Em seguida, inverta a placa suavemente para descartar a mídia, e levemente borrar a placa em uma toalha de papel absorvente estéril. Depois de cada um, lave com PBS estéril filtrado. Em seguida, adicione 100 microliters por poço da mistura de soro do vírus aos poços correspondentes na placa celular A549 de acordo com o modelo de placa fornecido no manuscrito, e incubar a placa a 37 graus Celsius em 5% de dióxido de carbono por uma hora.
Ao final da incubação, use uma pipeta para remover 90 microliters por poço, e adicione 100 microliters da mídia contendo 1XM199, 1,5% CMC e 2% FCS na mistura Penicilina-Estreptomicina. Incubar a placa a 37 graus Celsius em 5% de dióxido de carbono por três dias. Para corrigir e desenvolver uma placa de ensaio, primeiro inverta a placa celular A549 infectada pelo RSV suavemente para descartar a mídia que contém M199, CMC, 2%FCS e penicilina-estreptomicina.
Em seguida, adicione lentamente 200 microliters de Buffer de Fixação a cada poço. Incubar a placa a menos 20 graus Celsius por 20 minutos. Em seguida, descarte o tampão de fixação e limpe suavemente uma toalha de papel absorvente.
Deixe a placa de frente para baixo para secar por 10 minutos. Em seguida, com tampão PBS filtrado contendo 05 polisorbato 20, faça 5% de solução de bloqueio de leite. Adicione 200 microliters da solução de bloqueio a cada poço e incubar a placa em temperatura ambiente por 30 minutos.
No final da incubação inverta a placa suavemente para descartar a solução e borrar em uma toalha de papel absorvente. Para fazer o anticorpo primário, diluir um a 500 anticorpos XRSV de cabra na solução de bloqueio. Adicione 50 microliters a cada poço e incubar a placa a 37 graus Celsius por uma hora.
Lave a placa três vezes com PBS-polisorbate filtrado. Em seguida, faça o anticorpo secundário diluindo de um a 5.000 Alexa Fluor anti-cabra imunoglobulina G na solução de bloqueio. Adicione 50 microliters a cada poço e incubar a 37 graus Celsius por uma hora.
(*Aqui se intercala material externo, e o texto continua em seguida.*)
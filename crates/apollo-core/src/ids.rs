//! Strongly-typed numeric identifiers for admin service records.
//!
//! The admin service keys releases, items and the rest by 64-bit database ids.
//! Wrapping them keeps a release id from being passed where an item id is
//! expected.

use serde::{Deserialize, Serialize};
use std::fmt;
use std::str::FromStr;

use crate::error::{Error, Result};

/// Macro to generate strongly-typed id wrapper types.
macro_rules! id_type {
    ($(#[$meta:meta])* $name:ident, $doc:expr) => {
        $(#[$meta])*
        #[doc = $doc]
        #[derive(Debug, Clone, Copy, Default, PartialEq, Eq, PartialOrd, Ord, Hash, Serialize, Deserialize)]
        #[serde(transparent)]
        pub struct $name(i64);

        impl $name {
            /// Wraps a raw id.
            #[must_use]
            pub const fn new(id: i64) -> Self {
                Self(id)
            }

            /// Returns the raw id.
            #[must_use]
            pub const fn get(self) -> i64 {
                self.0
            }
        }

        impl From<i64> for $name {
            fn from(id: i64) -> Self {
                Self(id)
            }
        }

        impl From<$name> for i64 {
            fn from(wrapper: $name) -> Self {
                wrapper.0
            }
        }

        impl FromStr for $name {
            type Err = Error;

            fn from_str(s: &str) -> Result<Self> {
                s.trim()
                    .parse::<i64>()
                    .map(Self)
                    .map_err(|_| Error::InvalidRequest(format!("invalid {}: {s}", stringify!($name))))
            }
        }

        impl fmt::Display for $name {
            fn fmt(&self, f: &mut fmt::Formatter<'_>) -> fmt::Result {
                write!(f, "{}", self.0)
            }
        }
    };
}

id_type!(ReleaseId, "Release id");
id_type!(ItemId, "Configuration item id");
id_type!(ClusterId, "Cluster id");
id_type!(NamespaceId, "Namespace id");
id_type!(InstanceId, "Instance id");

#[cfg(test)]
mod tests {
    use super::*;

    #[test]
    fn test_id_display_and_parse() {
        let id = ReleaseId::new(42);
        assert_eq!(id.to_string(), "42");
        assert_eq!("42".parse::<ReleaseId>().unwrap(), id);
        assert_eq!(" 7 ".parse::<ItemId>().unwrap().get(), 7);
    }

    #[test]
    fn test_id_parse_invalid() {
        let err = "abc".parse::<ReleaseId>().unwrap_err();
        assert!(matches!(err, Error::InvalidRequest(_)));
        assert!(err.to_string().contains("ReleaseId"));
    }

    #[test]
    fn test_id_serde_transparent() {
        let json = serde_json::to_string(&ItemId::new(9)).unwrap();
        assert_eq!(json, "9");
        let id: NamespaceId = serde_json::from_str("11").unwrap();
        assert_eq!(i64::from(id), 11);
    }

    #[test]
    fn test_id_ordering() {
        let mut ids = vec![ReleaseId::new(3), ReleaseId::new(1), ReleaseId::new(2)];
        ids.sort();
        assert_eq!(ids, vec![ReleaseId::new(1), ReleaseId::new(2), ReleaseId::new(3)]);
    }
}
Lave a placa cinco vezes com PBS-polisorbate filtrado. Para contar placas com um leitor de pontos automatizado, primeiro use uma placa de cultura de 96 poços não utilizado para colaborar com o instrumento inserindo as configurações de contagem no canal FITC. Em seguida, leia a placa celular, enrole-a em papel alumínio, e armazene-a a quatro graus Celsius.
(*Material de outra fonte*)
//! Asynchronous admin service client shared by every resource facade.

use crate::apps::AppApi;
use crate::clusters::ClusterApi;
use crate::commits::CommitApi;
use crate::health::HealthApi;
use crate::instances::InstanceApi;
use crate::items::ItemApi;
use crate::locks::NamespaceLockApi;
use crate::models::AdminErrorBody;
use crate::namespaces::NamespaceApi;
use crate::releases::ReleaseApi;
use crate::Result;
use apollo_core::client::{ClientConfig, RetryPolicy, ServiceClient, ServiceClientBuilder};
use apollo_core::config::PortalClientConfig;
use apollo_core::services::ServiceLocator;
use apollo_core::template::PathTemplate;
use apollo_core::{Env, Error};
use reqwest::header::ACCEPT;
use reqwest::{Method, Response, StatusCode};
use serde::de::DeserializeOwned;
use serde::Serialize;
use std::fmt::Display;
use std::sync::Arc;

const USER_AGENT: &str = concat!("apollo-adminapi/", env!("CARGO_PKG_VERSION"));

/// Builder for [`AdminServiceClient`].
#[derive(Clone)]
pub struct AdminServiceClientBuilder {
    inner: ServiceClientBuilder,
}

impl AdminServiceClientBuilder {
    /// Create a builder that resolves environments through `locator`.
    #[must_use]
    pub fn new(locator: Arc<dyn ServiceLocator>) -> Self {
        Self {
            inner: ServiceClientBuilder::new(locator).with_user_agent(USER_AGENT),
        }
    }

    /// Create a builder from portal configuration.
    ///
    /// # Errors
    ///
    /// Returns an error if the configuration is invalid.
    pub fn from_config(config: &PortalClientConfig) -> Result<Self> {
        let inner = ServiceClientBuilder::from_config(config)?.with_user_agent(USER_AGENT);
        Ok(Self { inner })
    }

    /// Override the retry policy.
    #[must_use]
    pub fn with_retry_policy(mut self, retry: RetryPolicy) -> Self {
        self.inner = self.inner.with_retry_policy(retry);
        self
    }

    /// Override the HTTP client configuration.
    #[must_use]
    pub fn with_http_config(mut self, config: ClientConfig) -> Self {
        self.inner = self.inner.with_http_config(config);
        self
    }

    /// Send an access token with every request.
    #[must_use]
    pub fn with_access_token(mut self, token: impl Into<String>) -> Self {
        self.inner = self.inner.with_access_token(token);
        self
    }

    /// Set whether to verify TLS certificates.
    #[must_use]
    pub fn with_tls_verify(mut self, verify: bool) -> Self {
        self.inner = self.inner.with_tls_verify(verify);
        self
    }

    /// Build the client.
    ///
    /// # Errors
    ///
    /// Returns an error if the underlying HTTP client cannot be constructed.
    pub fn build(self) -> Result<AdminServiceClient> {
        let inner = self.inner.build()?;
        Ok(AdminServiceClient { inner })
    }
}

/// Asynchronous admin service client.
///
/// Cloning is cheap; all clones share one connection pool and one locator.
#[derive(Clone)]
pub struct AdminServiceClient {
    inner: ServiceClient,
}

impl AdminServiceClient {
    /// Construct a client with default settings.
    ///
    /// # Errors
    ///
    /// Returns an error if the underlying HTTP client cannot be constructed.
    pub fn new(locator: Arc<dyn ServiceLocator>) -> Result<Self> {
        AdminServiceClientBuilder::new(locator).build()
    }

    /// Construct a client from portal configuration.
    ///
    /// # Errors
    ///
    /// Returns an error if the configuration is invalid.
    pub fn from_config(config: &PortalClientConfig) -> Result<Self> {
        AdminServiceClientBuilder::from_config(config)?.build()
    }

    /// Access the underlying transport.
    #[must_use]
    pub const fn service_client(&self) -> &ServiceClient {
        &self.inner
    }

    /// Health checks.
    #[must_use]
    pub fn health(&self) -> HealthApi {
        HealthApi::new(self.clone())
    }

    /// Applications.
    #[must_use]
    pub fn apps(&self) -> AppApi {
        AppApi::new(self.clone())
    }

    /// Namespaces.
    #[must_use]
    pub fn namespaces(&self) -> NamespaceApi {
        NamespaceApi::new(self.clone())
    }

    /// Configuration items.
    #[must_use]
    pub fn items(&self) -> ItemApi {
        ItemApi::new(self.clone())
    }

    /// Clusters.
    #[must_use]
    pub fn clusters(&self) -> ClusterApi {
        ClusterApi::new(self.clone())
    }

    /// Releases.
    #[must_use]
    pub fn releases(&self) -> ReleaseApi {
        ReleaseApi::new(self.clone())
    }

    /// Commits.
    #[must_use]
    pub fn commits(&self) -> CommitApi {
        CommitApi::new(self.clone())
    }

    /// Namespace locks.
    #[must_use]
    pub fn locks(&self) -> NamespaceLockApi {
        NamespaceLockApi::new(self.clone())
    }

    /// Instances.
    #[must_use]
    pub fn instances(&self) -> InstanceApi {
        InstanceApi::new(self.clone())
    }

    pub(crate) async fn get<R>(
        &self,
        env: Env,
        path: &[String],
        params: &[(&'static str, String)],
    ) -> Result<R>
    where
        R: DeserializeOwned,
    {
        self.send_json::<(), R>(env, Method::GET, path, params, None)
            .await
    }

    /// GET a JSON array; an empty or `null` body is an empty list.
    pub(crate) async fn get_list<R>(
        &self,
        env: Env,
        path: &[String],
        params: &[(&'static str, String)],
    ) -> Result<Vec<R>>
    where
        R: DeserializeOwned,
    {
        self.get::<Option<Vec<R>>>(env, path, params)
            .await
            .map(Option::unwrap_or_default)
    }

    pub(crate) async fn send_json<B, R>(
        &self,
        env: Env,
        method: Method,
        path: &[String],
        params: &[(&'static str, String)],
        body: Option<&B>,
    ) -> Result<R>
    where
        B: Serialize + Sync + ?Sized,
        R: DeserializeOwned,
    {
        let response = self
            .inner
            .execute_with_retry(
                env,
                method,
                path,
                params,
                |mut request| {
                    request = request.header(ACCEPT, "application/json");
                    if let Some(payload) = body {
                        request = request.json(payload);
                    }
                    request
                },
                map_status_to_error,
            )
            .await?;

        read_json(response).await
    }

    pub(crate) async fn send_unit<B>(
        &self,
        env: Env,
        method: Method,
        path: &[String],
        params: &[(&'static str, String)],
        body: Option<&B>,
    ) -> Result<()>
    where
        B: Serialize + Sync + ?Sized,
    {
        self.inner
            .execute_with_retry(
                env,
                method,
                path,
                params,
                |mut request| {
                    request = request.header(ACCEPT, "application/json");
                    if let Some(payload) = body {
                        request = request.json(payload);
                    }
                    request
                },
                map_status_to_error,
            )
            .await
            .map(|_| ())
    }

    /// POST a form-url-encoded body and parse the JSON answer.
    pub(crate) async fn post_form<R>(
        &self,
        env: Env,
        path: &[String],
        form: &[(&str, &str)],
    ) -> Result<R>
    where
        R: DeserializeOwned,
    {
        let response = self
            .inner
            .execute_with_retry(
                env,
                Method::POST,
                path,
                &[],
                |request| request.header(ACCEPT, "application/json").form(form),
                map_status_to_error,
            )
            .await?;

        read_json(response).await
    }
}

/// Expand `template` with `args` into path segments.
pub(crate) fn path(template: &str, args: &[&dyn Display]) -> Result<Vec<String>> {
    PathTemplate::parse(template)?.expand(args)
}

async fn read_json<R>(response: Response) -> Result<R>
where
    R: DeserializeOwned,
{
    let text = response.text().await?;
    let body = if text.trim().is_empty() { "null" } else { text.as_str() };
    serde_json::from_str(body).map_err(Error::from)
}

fn map_status_to_error(status: StatusCode, text: String) -> Error {
    let message = admin_message(&text).unwrap_or(text);
    match status {
        StatusCode::NOT_FOUND => Error::NotFound(message),
        StatusCode::BAD_REQUEST => Error::BadRequest(message),
        StatusCode::UNAUTHORIZED | StatusCode::FORBIDDEN => Error::Unauthorized(message),
        StatusCode::CONFLICT => Error::Conflict(message),
        StatusCode::TOO_MANY_REQUESTS
        | StatusCode::BAD_GATEWAY
        | StatusCode::SERVICE_UNAVAILABLE
        | StatusCode::GATEWAY_TIMEOUT => {
            Error::ServiceUnavailable(format!("Admin service temporarily unavailable: {message}"))
        }
        status if status.is_server_error() => {
            Error::ServiceUnavailable(format!("Admin service error {status}: {message}"))
        }
        _ => Error::HttpError(format!("Admin service error {status}: {message}")),
    }
}

fn admin_message(text: &str) -> Option<String> {
    serde_json::from_str::<AdminErrorBody>(text)
        .ok()?
        .message
        .filter(|message| !message.is_empty())
}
Em seguida, verifique as imagens de poços para placas artefatosas ou monocamadas celulares rompidas, e exclua poços com monocamadas de células rompidas. O número médio de placas dos poços de controle sem soro foi calculado e utilizado para determinar o corte de neutralização de 50% que resultaria em 50% de inibição da atividade do vírus. A diluição recíproca do soro foi traçada no eixo x e o número de placas no eixo y de um gráfico semi-log de uma linha traçada entre os dois pontos.
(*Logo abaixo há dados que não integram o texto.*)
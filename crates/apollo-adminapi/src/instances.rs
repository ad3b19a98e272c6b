//! Instance endpoints.
//!
//! Instances are queried by release or by namespace coordinates, all of which
//! travel as query parameters rather than path segments.

use std::collections::BTreeSet;

use crate::client::{path, AdminServiceClient};
use crate::models::{Instance, Page};
use crate::Result;
use apollo_core::ids::ReleaseId;
use apollo_core::query::QueryParams;
use apollo_core::Env;

const BY_RELEASE: &str = "instances/by-release";
const BY_RELEASES_NOT_IN: &str = "instances/by-namespace-and-releases-not-in";
const BY_NAMESPACE: &str = "instances/by-namespace";
const COUNT_BY_NAMESPACE: &str = "instances/by-namespace/count";

/// Instance queries.
#[derive(Clone)]
pub struct InstanceApi {
    client: AdminServiceClient,
}

impl InstanceApi {
    /// Create the facade over a shared client.
    #[must_use]
    pub const fn new(client: AdminServiceClient) -> Self {
        Self { client }
    }

    /// Page through the instances consuming a release.
    pub async fn get_by_release(
        &self,
        env: Env,
        release_id: ReleaseId,
        page: i32,
        size: i32,
    ) -> Result<Page<Instance>> {
        let path = path(BY_RELEASE, &[])?;
        let params = QueryParams::new()
            .with("releaseId", release_id)
            .with("page", page)
            .with("size", size)
            .into_pairs();
        self.client.get(env, &path, &params).await
    }

    /// List the instances of a namespace that consume none of `release_ids`.
    pub async fn get_by_releases_not_in(
        &self,
        app_id: &str,
        env: Env,
        cluster_name: &str,
        namespace_name: &str,
        release_ids: &BTreeSet<ReleaseId>,
    ) -> Result<Vec<Instance>> {
        let path = path(BY_RELEASES_NOT_IN, &[])?;
        let mut params = namespace_params(app_id, cluster_name, namespace_name);
        params.push_joined("releaseIds", release_ids);
        self.client.get_list(env, &path, &params.into_pairs()).await
    }

    /// Page through the instances of a namespace.
    pub async fn get_by_namespace(
        &self,
        app_id: &str,
        env: Env,
        cluster_name: &str,
        namespace_name: &str,
        page: i32,
        size: i32,
    ) -> Result<Page<Instance>> {
        let path = path(BY_NAMESPACE, &[])?;
        let params = namespace_params(app_id, cluster_name, namespace_name)
            .with("page", page)
            .with("size", size)
            .into_pairs();
        self.client.get(env, &path, &params).await
    }

    /// Count the instances of a namespace. A missing count is `0`.
    pub async fn get_instance_count_by_namespace(
        &self,
        app_id: &str,
        env: Env,
        cluster_name: &str,
        namespace_name: &str,
    ) -> Result<u32> {
        let path = path(COUNT_BY_NAMESPACE, &[])?;
        let params = namespace_params(app_id, cluster_name, namespace_name).into_pairs();
        let count: Option<u32> = self.client.get(env, &path, &params).await?;
        Ok(count.unwrap_or(0))
    }
}

fn namespace_params(app_id: &str, cluster_name: &str, namespace_name: &str) -> QueryParams {
    QueryParams::new()
        .with("appId", app_id)
        .with("clusterName", cluster_name)
        .with("namespaceName", namespace_name)
}

#[cfg(test)]
mod tests {
    use super::*;
    use crate::client::tests::test_client;
    use apollo_core::ids::InstanceId;
    use serde_json::json;
    use wiremock::matchers::{method, path as url_path, query_param};
    use wiremock::{Mock, MockServer, ResponseTemplate};

    fn instance_json(id: i64, ip: &str) -> serde_json::Value {
        json!({
            "id": id,
            "appId": "SampleApp",
            "clusterName": "default",
            "dataCenter": "SHAOY",
            "ip": ip,
            "configs": [{
                "release": {
                    "id": 42,
                    "releaseKey": "20240301101530-42",
                    "name": "v1",
                    "appId": "SampleApp",
                    "clusterName": "default",
                    "namespaceName": "application"
                },
                "releaseDeliveryTime": "2024-03-01T10:15:30.000+0800",
                "dataChangeLastModifiedTime": "2024-03-01T10:20:00.000+0800"
            }]
        })
    }

    #[tokio::test]
    async fn get_by_release_pages() {
        let server = MockServer::start().await;
        Mock::given(method("GET"))
            .and(url_path("/instances/by-release"))
            .and(query_param("releaseId", "42"))
            .and(query_param("page", "0"))
            .and(query_param("size", "20"))
            .respond_with(ResponseTemplate::new(200).set_body_json(json!({
                "page": 0,
                "size": 20,
                "total": 1,
                "content": [instance_json(1, "10.0.0.1")]
            })))
            .expect(1)
            .mount(&server)
            .await;

        let page = test_client(&server)
            .instances()
            .get_by_release(Env::Dev, ReleaseId::new(42), 0, 20)
            .await
            .unwrap();
        assert!(page.has_content());
        assert_eq!(page.total, 1);
        assert_eq!(page.content[0].id, InstanceId::new(1));
        assert_eq!(
            page.content[0].configs[0]
                .release
                .as_ref()
                .and_then(|release| release.id),
            Some(ReleaseId::new(42))
        );
    }

    #[tokio::test]
    async fn get_by_releases_not_in_joins_ids() {
        let server = MockServer::start().await;
        Mock::given(method("GET"))
            .and(url_path("/instances/by-namespace-and-releases-not-in"))
            .and(query_param("appId", "SampleApp"))
            .and(query_param("clusterName", "default"))
            .and(query_param("namespaceName", "application"))
            .and(query_param("releaseIds", "1,2,3"))
            .respond_with(
                ResponseTemplate::new(200).set_body_json(json!([instance_json(5, "10.0.0.5")])),
            )
            .expect(1)
            .mount(&server)
            .await;

        let release_ids: BTreeSet<ReleaseId> = [3, 1, 2, 1].into_iter().map(ReleaseId::new).collect();
        let instances = test_client(&server)
            .instances()
            .get_by_releases_not_in("SampleApp", Env::Dev, "default", "application", &release_ids)
            .await
            .unwrap();
        assert_eq!(instances.len(), 1);
        assert_eq!(instances[0].ip, "10.0.0.5");
    }

    #[tokio::test]
    async fn get_by_namespace_pages() {
        let server = MockServer::start().await;
        Mock::given(method("GET"))
            .and(url_path("/instances/by-namespace"))
            .and(query_param("appId", "SampleApp"))
            .and(query_param("clusterName", "default"))
            .and(query_param("namespaceName", "application"))
            .and(query_param("page", "3"))
            .and(query_param("size", "7"))
            .respond_with(ResponseTemplate::new(200).set_body_json(json!({
                "page": 3,
                "size": 7,
                "total": 21,
                "content": []
            })))
            .expect(1)
            .mount(&server)
            .await;

        let page = test_client(&server)
            .instances()
            .get_by_namespace("SampleApp", Env::Dev, "default", "application", 3, 7)
            .await
            .unwrap();
        assert!(!page.has_content());
        assert_eq!(page.total, 21);
    }

    #[tokio::test]
    async fn instance_count_reads_number() {
        let server = MockServer::start().await;
        Mock::given(method("GET"))
            .and(url_path("/instances/by-namespace/count"))
            .and(query_param("appId", "SampleApp"))
            .and(query_param("clusterName", "default"))
            .and(query_param("namespaceName", "application"))
            .respond_with(ResponseTemplate::new(200).set_body_string("12"))
            .expect(1)
            .mount(&server)
            .await;

        let count = test_client(&server)
            .instances()
            .get_instance_count_by_namespace("SampleApp", Env::Dev, "default", "application")
            .await
            .unwrap();
        assert_eq!(count, 12);
    }

    #[tokio::test]
    async fn instance_count_defaults_to_zero() {
        for body in ["", "null"] {
            let server = MockServer::start().await;
            Mock::given(method("GET"))
                .and(url_path("/instances/by-namespace/count"))
                .respond_with(ResponseTemplate::new(200).set_body_string(body))
                .expect(1)
                .mount(&server)
                .await;

            let count = test_client(&server)
                .instances()
                .get_instance_count_by_namespace("SampleApp", Env::Dev, "default", "application")
                .await
                .unwrap();
            assert_eq!(count, 0, "body {body:?}");
        }
    }
}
Os títulos de neutralização de 50% das amostras de soro de teste foram diluições vermelhas e séricos com contagens imediatamente acima ou abaixo do valor de 50% dos poços de controle sem soro foram identificados. Ensaios da RSVAPRN em duas coortes adultas diferentes da Gâmbia e voluntários saudáveis em Melbourne resultaram em adultos gambianos com uma média menor de 100 medíois em comparação com os adultos de Melbourne. O soro de referência rsv humano mostrado demonstra uma variabilidade muito baixa com o coeficiente de variação de 6,82%Este ensaio de neutralização de redução de placa RSV de alto rendimento pode ser facilmente implementado em muitos laboratórios, e apoiará o esforço internacional de harmonização da OMS para ensaios de anticorpos neutralizantes RSV.
Isso será fundamental para a avaliação dos novos candidatos à vacina RSV no futuro.